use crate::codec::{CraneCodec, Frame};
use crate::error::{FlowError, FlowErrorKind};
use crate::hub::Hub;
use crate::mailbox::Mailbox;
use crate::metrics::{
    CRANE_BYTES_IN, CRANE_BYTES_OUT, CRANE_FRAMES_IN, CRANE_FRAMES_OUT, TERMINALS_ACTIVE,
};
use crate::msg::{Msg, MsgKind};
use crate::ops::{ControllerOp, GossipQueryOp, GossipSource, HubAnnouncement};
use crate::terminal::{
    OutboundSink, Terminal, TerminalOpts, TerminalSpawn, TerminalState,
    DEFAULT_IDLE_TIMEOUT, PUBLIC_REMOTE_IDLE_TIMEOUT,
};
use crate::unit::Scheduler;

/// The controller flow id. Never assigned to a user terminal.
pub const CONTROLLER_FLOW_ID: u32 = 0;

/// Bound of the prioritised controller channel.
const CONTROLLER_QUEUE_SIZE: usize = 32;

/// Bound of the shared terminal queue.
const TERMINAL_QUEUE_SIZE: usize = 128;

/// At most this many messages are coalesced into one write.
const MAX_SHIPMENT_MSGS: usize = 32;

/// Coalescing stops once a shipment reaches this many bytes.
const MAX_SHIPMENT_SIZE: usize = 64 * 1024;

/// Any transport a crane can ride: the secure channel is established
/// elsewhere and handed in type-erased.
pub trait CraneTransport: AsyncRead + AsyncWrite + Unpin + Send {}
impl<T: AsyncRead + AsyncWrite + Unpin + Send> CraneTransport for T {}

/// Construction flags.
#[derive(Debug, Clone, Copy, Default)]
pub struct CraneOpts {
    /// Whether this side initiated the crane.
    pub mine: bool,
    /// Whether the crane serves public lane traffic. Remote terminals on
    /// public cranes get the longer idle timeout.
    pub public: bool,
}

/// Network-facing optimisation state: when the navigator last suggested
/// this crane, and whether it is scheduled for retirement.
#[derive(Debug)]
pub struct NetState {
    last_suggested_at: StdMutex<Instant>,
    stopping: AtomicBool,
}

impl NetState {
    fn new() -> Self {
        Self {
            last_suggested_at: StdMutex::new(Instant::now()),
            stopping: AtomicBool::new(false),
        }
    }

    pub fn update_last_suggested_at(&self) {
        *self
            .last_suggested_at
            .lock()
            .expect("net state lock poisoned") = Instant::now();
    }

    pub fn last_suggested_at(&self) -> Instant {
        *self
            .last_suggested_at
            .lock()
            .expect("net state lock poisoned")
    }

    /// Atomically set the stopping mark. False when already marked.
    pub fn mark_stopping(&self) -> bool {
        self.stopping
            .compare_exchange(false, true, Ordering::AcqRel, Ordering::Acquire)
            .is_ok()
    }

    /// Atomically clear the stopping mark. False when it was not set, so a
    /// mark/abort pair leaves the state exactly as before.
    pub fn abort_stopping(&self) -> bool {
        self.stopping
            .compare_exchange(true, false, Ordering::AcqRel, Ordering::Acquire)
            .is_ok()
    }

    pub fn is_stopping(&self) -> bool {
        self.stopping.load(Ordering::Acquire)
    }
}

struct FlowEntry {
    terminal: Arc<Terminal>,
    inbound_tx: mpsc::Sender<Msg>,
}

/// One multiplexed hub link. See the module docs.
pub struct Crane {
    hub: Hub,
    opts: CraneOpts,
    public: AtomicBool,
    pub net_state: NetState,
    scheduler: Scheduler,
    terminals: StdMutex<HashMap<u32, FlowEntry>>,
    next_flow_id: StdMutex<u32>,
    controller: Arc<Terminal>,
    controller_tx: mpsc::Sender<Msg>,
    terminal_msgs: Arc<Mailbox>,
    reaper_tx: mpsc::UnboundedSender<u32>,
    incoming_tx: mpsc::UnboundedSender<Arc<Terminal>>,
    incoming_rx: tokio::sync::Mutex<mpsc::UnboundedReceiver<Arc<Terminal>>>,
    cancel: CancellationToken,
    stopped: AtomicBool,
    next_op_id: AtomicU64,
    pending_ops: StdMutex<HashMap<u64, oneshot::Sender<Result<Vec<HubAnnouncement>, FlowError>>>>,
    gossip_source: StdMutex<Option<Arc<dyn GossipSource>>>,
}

------------------------------

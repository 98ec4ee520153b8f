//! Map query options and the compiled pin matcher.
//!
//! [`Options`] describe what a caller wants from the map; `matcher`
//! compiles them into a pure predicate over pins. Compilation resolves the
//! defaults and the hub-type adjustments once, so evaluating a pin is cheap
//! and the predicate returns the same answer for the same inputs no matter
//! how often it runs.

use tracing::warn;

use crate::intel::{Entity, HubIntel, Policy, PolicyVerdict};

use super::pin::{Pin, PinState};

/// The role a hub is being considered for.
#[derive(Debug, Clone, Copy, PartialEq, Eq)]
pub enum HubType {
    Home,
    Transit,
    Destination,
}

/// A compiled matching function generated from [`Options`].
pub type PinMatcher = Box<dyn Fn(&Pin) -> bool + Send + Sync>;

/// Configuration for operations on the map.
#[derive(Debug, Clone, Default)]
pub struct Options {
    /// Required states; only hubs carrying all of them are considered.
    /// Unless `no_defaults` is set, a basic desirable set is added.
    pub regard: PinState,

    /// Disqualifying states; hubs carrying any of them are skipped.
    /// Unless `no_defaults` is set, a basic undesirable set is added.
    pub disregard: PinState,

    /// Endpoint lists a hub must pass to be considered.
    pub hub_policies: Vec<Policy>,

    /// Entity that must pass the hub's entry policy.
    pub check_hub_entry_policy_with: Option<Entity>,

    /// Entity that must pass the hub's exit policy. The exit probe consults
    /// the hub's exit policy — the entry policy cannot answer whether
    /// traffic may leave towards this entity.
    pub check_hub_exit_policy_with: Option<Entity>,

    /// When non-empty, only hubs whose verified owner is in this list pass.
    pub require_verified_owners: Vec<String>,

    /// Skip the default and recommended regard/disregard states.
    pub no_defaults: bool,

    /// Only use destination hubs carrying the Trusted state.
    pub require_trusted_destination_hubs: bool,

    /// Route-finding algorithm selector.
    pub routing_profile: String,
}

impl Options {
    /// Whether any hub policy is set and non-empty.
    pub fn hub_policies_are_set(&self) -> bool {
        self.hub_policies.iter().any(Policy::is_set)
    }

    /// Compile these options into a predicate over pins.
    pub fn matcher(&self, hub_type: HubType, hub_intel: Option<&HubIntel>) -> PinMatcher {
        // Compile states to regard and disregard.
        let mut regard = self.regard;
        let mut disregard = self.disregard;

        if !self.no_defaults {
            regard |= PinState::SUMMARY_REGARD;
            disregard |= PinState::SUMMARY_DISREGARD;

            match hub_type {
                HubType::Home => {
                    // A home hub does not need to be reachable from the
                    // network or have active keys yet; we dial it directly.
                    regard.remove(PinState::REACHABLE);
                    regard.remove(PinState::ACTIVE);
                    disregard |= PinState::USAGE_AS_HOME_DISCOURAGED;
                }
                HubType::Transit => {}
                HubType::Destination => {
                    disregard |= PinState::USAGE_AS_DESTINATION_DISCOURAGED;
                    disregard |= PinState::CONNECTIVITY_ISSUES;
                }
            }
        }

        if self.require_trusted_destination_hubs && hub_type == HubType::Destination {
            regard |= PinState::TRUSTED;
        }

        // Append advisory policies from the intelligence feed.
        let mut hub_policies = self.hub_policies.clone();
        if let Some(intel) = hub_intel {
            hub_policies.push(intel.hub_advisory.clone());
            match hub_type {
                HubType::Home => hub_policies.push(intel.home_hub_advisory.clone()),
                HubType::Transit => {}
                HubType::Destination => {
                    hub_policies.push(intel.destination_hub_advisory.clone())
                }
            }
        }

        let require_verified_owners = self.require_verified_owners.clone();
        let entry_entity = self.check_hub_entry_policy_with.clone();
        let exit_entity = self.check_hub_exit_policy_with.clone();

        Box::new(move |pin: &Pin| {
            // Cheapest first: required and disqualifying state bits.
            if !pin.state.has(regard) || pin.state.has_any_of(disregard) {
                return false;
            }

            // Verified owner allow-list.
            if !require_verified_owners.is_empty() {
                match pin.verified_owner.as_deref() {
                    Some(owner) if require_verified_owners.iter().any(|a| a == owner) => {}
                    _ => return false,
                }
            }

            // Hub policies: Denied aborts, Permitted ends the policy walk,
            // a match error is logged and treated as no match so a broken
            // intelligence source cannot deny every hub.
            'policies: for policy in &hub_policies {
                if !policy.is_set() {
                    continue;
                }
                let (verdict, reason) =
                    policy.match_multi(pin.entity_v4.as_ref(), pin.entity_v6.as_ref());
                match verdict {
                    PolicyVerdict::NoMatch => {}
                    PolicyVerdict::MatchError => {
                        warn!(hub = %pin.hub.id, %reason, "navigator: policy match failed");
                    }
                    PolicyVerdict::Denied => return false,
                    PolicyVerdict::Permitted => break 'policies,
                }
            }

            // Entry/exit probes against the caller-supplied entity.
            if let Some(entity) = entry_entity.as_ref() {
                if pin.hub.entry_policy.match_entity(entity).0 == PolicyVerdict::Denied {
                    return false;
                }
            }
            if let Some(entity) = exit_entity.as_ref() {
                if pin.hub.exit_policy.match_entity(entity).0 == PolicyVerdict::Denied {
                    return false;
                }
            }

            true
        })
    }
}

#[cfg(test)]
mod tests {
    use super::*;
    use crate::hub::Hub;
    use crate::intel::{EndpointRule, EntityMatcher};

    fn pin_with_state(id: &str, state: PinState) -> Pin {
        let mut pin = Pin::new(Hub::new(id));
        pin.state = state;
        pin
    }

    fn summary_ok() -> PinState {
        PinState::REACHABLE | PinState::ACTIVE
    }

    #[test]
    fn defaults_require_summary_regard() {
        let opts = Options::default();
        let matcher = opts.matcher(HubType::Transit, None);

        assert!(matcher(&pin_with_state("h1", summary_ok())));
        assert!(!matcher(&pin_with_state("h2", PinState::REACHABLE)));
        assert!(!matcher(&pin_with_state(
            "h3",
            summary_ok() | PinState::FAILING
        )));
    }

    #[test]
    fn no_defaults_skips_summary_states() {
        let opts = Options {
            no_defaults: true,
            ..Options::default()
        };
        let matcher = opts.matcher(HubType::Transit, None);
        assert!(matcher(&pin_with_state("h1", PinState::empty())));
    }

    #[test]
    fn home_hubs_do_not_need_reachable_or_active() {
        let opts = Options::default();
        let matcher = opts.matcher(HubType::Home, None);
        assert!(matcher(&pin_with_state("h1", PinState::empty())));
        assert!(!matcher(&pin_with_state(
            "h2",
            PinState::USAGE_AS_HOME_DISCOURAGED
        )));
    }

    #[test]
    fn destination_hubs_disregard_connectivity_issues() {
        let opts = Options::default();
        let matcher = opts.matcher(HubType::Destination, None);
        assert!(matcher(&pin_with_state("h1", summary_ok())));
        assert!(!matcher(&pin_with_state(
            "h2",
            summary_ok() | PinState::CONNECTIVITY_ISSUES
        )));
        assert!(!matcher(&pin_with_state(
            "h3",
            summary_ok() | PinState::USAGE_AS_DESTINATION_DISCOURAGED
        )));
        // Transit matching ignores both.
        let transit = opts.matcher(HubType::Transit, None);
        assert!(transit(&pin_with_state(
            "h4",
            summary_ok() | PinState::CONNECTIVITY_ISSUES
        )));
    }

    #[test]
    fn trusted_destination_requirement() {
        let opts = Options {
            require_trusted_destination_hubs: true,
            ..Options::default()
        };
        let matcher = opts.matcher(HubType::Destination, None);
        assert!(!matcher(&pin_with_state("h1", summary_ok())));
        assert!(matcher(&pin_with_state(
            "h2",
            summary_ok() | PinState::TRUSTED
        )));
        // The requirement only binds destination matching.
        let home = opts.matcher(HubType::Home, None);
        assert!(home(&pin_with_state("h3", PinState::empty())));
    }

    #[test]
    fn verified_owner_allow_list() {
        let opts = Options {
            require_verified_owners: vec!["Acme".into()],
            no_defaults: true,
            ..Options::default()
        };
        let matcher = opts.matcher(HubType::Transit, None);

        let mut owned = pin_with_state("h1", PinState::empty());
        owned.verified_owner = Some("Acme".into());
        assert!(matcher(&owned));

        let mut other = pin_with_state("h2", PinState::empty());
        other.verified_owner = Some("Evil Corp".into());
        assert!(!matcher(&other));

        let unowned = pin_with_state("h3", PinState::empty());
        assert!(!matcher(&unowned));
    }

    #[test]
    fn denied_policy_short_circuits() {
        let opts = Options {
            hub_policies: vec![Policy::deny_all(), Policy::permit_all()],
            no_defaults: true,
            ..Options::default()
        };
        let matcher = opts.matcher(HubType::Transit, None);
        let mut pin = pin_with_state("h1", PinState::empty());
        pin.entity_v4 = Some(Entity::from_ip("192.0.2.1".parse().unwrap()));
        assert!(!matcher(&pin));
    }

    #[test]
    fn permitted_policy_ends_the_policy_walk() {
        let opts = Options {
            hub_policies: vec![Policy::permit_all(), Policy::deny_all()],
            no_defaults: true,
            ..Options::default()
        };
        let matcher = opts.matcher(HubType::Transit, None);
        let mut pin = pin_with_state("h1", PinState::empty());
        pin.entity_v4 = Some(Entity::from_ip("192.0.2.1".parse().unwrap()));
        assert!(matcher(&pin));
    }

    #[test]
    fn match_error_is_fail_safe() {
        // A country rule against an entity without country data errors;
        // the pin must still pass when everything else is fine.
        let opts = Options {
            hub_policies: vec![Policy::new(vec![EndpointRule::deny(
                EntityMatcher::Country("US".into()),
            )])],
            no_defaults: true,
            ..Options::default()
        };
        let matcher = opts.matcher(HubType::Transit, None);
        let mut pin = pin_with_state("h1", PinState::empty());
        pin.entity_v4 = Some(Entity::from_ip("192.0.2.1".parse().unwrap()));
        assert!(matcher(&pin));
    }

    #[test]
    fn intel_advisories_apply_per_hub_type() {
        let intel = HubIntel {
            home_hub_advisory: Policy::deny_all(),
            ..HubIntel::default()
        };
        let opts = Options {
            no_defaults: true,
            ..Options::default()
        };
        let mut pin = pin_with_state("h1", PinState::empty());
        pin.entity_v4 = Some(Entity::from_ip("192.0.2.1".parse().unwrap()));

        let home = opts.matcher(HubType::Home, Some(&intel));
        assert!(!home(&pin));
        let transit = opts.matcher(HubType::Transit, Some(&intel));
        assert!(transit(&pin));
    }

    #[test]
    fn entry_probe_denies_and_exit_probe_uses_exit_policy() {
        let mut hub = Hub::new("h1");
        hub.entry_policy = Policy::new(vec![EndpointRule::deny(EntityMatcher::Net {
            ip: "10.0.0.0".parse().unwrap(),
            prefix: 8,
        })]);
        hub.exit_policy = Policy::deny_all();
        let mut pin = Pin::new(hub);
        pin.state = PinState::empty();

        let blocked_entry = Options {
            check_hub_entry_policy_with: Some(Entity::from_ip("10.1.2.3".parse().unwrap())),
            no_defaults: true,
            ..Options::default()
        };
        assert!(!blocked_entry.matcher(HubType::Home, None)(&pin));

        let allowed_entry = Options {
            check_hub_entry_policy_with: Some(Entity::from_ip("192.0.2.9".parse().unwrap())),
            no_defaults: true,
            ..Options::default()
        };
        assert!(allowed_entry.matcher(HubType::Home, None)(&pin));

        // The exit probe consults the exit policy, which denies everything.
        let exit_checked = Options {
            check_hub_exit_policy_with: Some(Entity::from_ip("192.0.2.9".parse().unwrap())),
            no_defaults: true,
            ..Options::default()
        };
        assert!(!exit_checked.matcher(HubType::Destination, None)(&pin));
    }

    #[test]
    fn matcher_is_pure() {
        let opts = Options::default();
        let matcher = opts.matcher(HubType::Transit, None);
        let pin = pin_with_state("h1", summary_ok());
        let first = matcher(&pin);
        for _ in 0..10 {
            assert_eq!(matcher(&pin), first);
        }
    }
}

------------------------------

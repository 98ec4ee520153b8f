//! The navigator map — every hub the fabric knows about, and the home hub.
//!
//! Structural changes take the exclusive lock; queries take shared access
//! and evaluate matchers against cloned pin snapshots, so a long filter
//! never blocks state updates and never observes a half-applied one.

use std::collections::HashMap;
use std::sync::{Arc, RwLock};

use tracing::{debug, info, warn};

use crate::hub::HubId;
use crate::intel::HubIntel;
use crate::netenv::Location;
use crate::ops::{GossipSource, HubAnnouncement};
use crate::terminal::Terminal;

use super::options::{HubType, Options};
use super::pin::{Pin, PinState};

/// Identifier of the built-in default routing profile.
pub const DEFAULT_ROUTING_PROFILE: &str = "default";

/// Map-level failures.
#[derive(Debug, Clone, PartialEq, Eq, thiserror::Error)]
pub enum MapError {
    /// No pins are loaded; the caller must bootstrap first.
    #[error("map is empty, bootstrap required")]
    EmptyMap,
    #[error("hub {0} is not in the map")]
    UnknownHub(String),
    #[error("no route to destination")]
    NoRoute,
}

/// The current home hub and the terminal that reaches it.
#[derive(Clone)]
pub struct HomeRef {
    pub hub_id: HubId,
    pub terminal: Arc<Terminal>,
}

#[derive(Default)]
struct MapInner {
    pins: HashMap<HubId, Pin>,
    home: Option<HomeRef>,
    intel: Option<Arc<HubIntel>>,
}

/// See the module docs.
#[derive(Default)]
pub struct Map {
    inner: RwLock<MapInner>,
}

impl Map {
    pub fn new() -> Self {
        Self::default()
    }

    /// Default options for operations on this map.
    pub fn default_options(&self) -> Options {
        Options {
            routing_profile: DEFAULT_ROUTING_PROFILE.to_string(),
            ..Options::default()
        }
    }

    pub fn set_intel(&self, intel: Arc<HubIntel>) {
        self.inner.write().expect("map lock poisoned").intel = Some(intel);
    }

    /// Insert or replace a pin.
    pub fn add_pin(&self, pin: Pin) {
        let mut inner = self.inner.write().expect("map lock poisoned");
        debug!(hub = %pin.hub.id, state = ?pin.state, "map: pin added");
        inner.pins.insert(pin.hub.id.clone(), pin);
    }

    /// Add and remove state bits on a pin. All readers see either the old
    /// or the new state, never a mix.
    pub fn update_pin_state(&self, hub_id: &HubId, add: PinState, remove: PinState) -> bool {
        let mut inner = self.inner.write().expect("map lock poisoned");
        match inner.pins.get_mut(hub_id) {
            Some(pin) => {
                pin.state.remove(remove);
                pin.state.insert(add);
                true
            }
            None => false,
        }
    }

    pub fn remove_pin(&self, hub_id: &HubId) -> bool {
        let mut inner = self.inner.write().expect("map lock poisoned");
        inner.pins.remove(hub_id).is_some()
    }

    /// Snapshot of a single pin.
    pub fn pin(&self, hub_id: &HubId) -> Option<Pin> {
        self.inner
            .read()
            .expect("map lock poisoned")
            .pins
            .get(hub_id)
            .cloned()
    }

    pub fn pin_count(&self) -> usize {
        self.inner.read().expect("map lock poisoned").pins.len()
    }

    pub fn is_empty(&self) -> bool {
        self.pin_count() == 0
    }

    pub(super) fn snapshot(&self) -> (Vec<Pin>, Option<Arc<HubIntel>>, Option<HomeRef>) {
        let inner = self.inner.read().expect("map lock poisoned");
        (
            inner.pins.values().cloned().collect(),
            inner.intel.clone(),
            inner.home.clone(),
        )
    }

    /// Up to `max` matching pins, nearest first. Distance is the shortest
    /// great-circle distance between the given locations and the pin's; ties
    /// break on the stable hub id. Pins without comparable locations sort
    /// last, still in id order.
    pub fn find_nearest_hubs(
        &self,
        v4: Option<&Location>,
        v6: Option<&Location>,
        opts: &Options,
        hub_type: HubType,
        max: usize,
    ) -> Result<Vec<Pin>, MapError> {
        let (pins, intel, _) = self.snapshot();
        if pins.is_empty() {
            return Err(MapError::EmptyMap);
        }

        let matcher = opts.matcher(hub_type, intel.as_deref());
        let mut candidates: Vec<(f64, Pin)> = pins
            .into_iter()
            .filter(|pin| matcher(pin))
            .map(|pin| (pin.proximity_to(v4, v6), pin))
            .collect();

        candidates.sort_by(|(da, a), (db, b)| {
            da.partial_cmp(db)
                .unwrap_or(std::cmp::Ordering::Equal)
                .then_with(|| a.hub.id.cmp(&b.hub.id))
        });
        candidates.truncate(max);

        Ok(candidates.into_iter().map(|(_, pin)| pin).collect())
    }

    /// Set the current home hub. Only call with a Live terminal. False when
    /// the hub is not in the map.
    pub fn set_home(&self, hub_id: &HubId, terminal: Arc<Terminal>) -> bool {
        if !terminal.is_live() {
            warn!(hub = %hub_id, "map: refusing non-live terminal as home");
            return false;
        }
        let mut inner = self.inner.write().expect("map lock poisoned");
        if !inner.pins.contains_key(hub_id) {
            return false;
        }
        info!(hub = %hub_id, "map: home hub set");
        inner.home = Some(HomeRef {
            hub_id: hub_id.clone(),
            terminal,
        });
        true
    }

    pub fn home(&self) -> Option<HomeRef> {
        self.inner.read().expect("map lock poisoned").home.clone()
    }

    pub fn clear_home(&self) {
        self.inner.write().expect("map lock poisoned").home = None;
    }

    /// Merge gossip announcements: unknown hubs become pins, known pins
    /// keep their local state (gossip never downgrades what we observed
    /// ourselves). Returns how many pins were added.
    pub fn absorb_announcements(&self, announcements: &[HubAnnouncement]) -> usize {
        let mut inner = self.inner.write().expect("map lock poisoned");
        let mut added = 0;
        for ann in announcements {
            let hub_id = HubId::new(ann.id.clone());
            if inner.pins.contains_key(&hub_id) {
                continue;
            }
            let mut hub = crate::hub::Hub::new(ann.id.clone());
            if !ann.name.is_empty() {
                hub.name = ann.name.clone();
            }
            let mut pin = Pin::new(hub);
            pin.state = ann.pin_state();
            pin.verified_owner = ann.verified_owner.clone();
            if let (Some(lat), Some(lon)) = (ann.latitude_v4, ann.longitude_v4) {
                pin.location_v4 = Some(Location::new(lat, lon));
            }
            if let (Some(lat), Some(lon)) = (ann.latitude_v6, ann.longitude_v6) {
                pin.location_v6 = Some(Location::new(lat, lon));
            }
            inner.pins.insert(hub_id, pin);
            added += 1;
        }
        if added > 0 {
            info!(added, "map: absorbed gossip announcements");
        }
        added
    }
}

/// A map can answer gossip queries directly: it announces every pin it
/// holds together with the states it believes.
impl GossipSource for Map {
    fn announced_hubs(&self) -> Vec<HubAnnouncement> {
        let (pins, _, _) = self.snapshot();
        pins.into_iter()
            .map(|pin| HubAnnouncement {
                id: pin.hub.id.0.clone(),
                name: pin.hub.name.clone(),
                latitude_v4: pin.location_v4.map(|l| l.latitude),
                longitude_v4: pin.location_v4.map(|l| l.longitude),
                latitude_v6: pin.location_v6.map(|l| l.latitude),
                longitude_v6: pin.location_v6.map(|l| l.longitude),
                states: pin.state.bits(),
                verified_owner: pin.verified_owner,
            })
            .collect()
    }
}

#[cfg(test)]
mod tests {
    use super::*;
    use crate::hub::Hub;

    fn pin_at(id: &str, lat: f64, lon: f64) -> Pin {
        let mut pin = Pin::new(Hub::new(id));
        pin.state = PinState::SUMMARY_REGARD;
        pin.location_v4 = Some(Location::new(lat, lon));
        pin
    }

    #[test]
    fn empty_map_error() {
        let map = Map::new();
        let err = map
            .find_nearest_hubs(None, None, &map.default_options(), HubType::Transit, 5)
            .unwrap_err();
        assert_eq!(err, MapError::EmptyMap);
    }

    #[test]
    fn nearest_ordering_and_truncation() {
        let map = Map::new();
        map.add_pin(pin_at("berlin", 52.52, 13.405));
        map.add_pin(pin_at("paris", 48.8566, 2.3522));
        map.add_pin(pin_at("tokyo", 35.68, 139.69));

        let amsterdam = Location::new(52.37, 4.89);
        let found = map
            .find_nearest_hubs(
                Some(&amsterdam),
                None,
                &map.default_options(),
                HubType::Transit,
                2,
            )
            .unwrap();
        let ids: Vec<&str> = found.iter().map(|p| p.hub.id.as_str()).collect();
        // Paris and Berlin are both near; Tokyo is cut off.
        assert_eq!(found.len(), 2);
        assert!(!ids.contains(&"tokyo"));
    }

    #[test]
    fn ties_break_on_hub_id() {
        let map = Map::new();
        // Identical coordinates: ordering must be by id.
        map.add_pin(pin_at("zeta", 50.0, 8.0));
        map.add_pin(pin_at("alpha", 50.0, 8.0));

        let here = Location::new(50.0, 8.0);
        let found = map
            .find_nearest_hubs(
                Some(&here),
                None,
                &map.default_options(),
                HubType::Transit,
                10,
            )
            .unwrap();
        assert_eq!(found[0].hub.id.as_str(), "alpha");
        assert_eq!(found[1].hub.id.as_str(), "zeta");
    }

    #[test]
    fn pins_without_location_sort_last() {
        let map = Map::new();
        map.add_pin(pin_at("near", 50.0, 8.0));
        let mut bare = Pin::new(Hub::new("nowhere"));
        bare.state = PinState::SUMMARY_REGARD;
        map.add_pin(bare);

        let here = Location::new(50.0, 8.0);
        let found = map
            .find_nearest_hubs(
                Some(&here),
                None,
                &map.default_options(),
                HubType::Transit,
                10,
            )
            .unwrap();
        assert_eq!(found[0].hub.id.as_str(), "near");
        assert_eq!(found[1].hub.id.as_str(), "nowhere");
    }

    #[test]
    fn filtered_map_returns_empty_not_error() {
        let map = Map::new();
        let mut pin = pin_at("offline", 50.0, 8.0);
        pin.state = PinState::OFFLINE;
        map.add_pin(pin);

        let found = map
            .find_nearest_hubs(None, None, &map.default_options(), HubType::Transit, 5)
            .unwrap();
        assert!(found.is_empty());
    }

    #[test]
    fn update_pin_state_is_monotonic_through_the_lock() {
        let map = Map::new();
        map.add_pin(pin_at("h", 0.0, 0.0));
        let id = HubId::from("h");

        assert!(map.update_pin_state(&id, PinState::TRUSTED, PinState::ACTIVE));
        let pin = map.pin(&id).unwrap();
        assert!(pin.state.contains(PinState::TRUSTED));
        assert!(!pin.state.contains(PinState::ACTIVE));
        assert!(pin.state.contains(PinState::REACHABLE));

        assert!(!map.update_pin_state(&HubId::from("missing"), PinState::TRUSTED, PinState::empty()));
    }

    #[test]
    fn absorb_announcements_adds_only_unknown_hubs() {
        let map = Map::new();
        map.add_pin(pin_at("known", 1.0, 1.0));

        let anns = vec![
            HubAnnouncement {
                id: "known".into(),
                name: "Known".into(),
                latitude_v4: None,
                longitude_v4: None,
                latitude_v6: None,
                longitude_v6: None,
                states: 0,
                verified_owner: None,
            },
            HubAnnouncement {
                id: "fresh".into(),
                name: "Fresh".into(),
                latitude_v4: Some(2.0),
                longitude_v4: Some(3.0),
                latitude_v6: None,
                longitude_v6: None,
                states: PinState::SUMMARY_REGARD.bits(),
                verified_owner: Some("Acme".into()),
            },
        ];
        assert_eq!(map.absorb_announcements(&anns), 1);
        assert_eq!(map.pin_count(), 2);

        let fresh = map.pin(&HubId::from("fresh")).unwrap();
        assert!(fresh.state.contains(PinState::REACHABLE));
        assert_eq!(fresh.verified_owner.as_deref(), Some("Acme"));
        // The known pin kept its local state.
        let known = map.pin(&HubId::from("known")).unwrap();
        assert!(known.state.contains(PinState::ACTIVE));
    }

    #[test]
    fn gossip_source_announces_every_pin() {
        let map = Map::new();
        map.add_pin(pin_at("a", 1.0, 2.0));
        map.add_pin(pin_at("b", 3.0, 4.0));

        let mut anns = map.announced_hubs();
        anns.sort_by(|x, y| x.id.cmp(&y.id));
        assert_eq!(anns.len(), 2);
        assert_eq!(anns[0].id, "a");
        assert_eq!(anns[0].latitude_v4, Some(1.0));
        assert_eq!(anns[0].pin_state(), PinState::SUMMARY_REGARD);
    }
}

------------------------------

_Exercise description_
Send back an exact copy of only the lines from the line with "Route-finding algorithm selector." up to and including the line with "let mut hub_policies" in the data above.

_Written answer_
    /// Route-finding algorithm selector.
    pub routing_profile: String,
}

impl Options {
    /// Whether any hub policy is set and non-empty.
    pub fn hub_policies_are_set(&self) -> bool {
        self.hub_policies.iter().any(Policy::is_set)
    }

    /// Compile these options into a predicate over pins.
    pub fn matcher(&self, hub_type: HubType, hub_intel: Option<&HubIntel>) -> PinMatcher {
        // Compile states to regard and disregard.
        let mut regard = self.regard;
        let mut disregard = self.disregard;

        if !self.no_defaults {
            regard |= PinState::SUMMARY_REGARD;
            disregard |= PinState::SUMMARY_DISREGARD;

            match hub_type {
                HubType::Home => {
                    // A home hub does not need to be reachable from the
                    // network or have active keys yet; we dial it directly.
                    regard.remove(PinState::REACHABLE);
                    regard.remove(PinState::ACTIVE);
                    disregard |= PinState::USAGE_AS_HOME_DISCOURAGED;
                }
                HubType::Transit => {}
                HubType::Destination => {
                    disregard |= PinState::USAGE_AS_DESTINATION_DISCOURAGED;
                    disregard |= PinState::CONNECTIVITY_ISSUES;
                }
            }
        }

        if self.require_trusted_destination_hubs && hub_type == HubType::Destination {
            regard |= PinState::TRUSTED;
        }

        // Append advisory policies from the intelligence feed.
        let mut hub_policies = self.hub_policies.clone();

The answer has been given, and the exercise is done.